__Provided records__
########################################
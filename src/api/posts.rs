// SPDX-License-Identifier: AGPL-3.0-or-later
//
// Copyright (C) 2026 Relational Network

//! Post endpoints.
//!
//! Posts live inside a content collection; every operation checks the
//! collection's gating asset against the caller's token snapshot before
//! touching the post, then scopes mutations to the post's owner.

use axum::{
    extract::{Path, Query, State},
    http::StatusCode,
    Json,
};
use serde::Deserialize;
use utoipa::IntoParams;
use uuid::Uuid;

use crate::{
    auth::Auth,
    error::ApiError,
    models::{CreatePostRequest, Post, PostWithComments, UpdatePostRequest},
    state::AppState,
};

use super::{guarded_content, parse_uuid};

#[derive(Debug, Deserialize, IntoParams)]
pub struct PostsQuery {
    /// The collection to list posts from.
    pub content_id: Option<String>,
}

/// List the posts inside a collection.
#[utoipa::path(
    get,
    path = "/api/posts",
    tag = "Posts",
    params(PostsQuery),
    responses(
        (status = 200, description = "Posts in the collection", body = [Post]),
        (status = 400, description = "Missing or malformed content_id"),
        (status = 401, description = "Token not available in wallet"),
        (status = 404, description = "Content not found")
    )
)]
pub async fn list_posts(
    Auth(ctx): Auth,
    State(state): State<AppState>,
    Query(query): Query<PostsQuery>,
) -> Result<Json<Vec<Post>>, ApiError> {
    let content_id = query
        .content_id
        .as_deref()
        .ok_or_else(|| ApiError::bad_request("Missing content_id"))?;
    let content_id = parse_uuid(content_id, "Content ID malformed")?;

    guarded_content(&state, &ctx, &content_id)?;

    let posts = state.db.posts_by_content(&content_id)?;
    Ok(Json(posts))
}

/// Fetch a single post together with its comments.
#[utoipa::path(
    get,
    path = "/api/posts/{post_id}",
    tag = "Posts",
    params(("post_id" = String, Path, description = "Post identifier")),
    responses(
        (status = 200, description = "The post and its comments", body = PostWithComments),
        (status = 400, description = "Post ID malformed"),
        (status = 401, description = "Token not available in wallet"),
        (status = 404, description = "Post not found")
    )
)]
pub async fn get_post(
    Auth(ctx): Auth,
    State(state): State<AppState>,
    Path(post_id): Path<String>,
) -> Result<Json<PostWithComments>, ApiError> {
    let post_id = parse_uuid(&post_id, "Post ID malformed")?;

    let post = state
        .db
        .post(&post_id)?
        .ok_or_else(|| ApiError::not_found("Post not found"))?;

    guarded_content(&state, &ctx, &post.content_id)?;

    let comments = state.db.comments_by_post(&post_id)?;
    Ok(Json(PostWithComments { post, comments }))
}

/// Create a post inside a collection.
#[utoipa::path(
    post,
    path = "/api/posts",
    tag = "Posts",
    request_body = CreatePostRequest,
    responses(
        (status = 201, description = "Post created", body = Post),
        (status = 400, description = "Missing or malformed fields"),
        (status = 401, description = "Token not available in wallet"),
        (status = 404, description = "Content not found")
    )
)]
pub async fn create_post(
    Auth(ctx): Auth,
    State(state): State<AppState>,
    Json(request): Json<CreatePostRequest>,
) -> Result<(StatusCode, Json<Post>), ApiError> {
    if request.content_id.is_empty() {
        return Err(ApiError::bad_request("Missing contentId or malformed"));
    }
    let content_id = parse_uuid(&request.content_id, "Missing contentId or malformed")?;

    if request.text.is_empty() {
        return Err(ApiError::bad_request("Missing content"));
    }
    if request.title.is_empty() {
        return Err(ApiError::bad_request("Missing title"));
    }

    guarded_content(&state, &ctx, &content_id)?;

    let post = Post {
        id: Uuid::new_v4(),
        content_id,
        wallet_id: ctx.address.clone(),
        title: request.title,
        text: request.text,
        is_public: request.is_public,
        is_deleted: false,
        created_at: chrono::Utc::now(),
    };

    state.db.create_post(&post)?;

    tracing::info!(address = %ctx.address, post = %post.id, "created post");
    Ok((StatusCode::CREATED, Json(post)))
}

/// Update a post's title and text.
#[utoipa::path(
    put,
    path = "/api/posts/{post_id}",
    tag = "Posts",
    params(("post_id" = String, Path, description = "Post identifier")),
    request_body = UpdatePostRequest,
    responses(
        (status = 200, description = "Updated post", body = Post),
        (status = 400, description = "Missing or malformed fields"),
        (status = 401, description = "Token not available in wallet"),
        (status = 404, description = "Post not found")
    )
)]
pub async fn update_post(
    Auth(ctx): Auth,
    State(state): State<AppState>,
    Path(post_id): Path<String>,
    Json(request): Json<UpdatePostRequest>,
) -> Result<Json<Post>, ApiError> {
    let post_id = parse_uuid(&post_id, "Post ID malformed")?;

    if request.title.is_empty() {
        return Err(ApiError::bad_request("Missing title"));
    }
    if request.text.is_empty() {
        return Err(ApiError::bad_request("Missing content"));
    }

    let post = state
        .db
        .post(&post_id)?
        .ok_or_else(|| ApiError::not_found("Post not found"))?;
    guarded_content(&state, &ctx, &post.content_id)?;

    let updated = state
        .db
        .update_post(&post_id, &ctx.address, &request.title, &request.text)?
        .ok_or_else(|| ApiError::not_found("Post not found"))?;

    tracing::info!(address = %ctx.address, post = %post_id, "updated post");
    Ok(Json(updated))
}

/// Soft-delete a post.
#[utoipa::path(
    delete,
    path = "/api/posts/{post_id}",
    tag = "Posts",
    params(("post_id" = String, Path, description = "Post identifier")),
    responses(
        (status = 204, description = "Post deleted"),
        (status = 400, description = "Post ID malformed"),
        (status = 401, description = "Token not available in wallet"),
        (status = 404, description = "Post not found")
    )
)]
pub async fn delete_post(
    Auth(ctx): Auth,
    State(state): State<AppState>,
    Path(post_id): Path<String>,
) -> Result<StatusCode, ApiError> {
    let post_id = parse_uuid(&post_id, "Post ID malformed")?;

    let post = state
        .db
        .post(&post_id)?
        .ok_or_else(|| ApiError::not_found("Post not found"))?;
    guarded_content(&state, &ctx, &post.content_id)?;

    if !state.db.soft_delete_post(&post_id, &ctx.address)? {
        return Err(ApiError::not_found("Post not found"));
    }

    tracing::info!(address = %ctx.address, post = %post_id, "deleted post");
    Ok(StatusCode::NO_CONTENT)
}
########################################
__Directions for this task__
Out of the preceding entries, pull every line containing the string "StatusCode".

__Response box__
    http::StatusCode,
) -> Result<(StatusCode, Json<Post>), ApiError> {
    Ok((StatusCode::CREATED, Json(post)))
) -> Result<StatusCode, ApiError> {
    Ok(StatusCode::NO_CONTENT)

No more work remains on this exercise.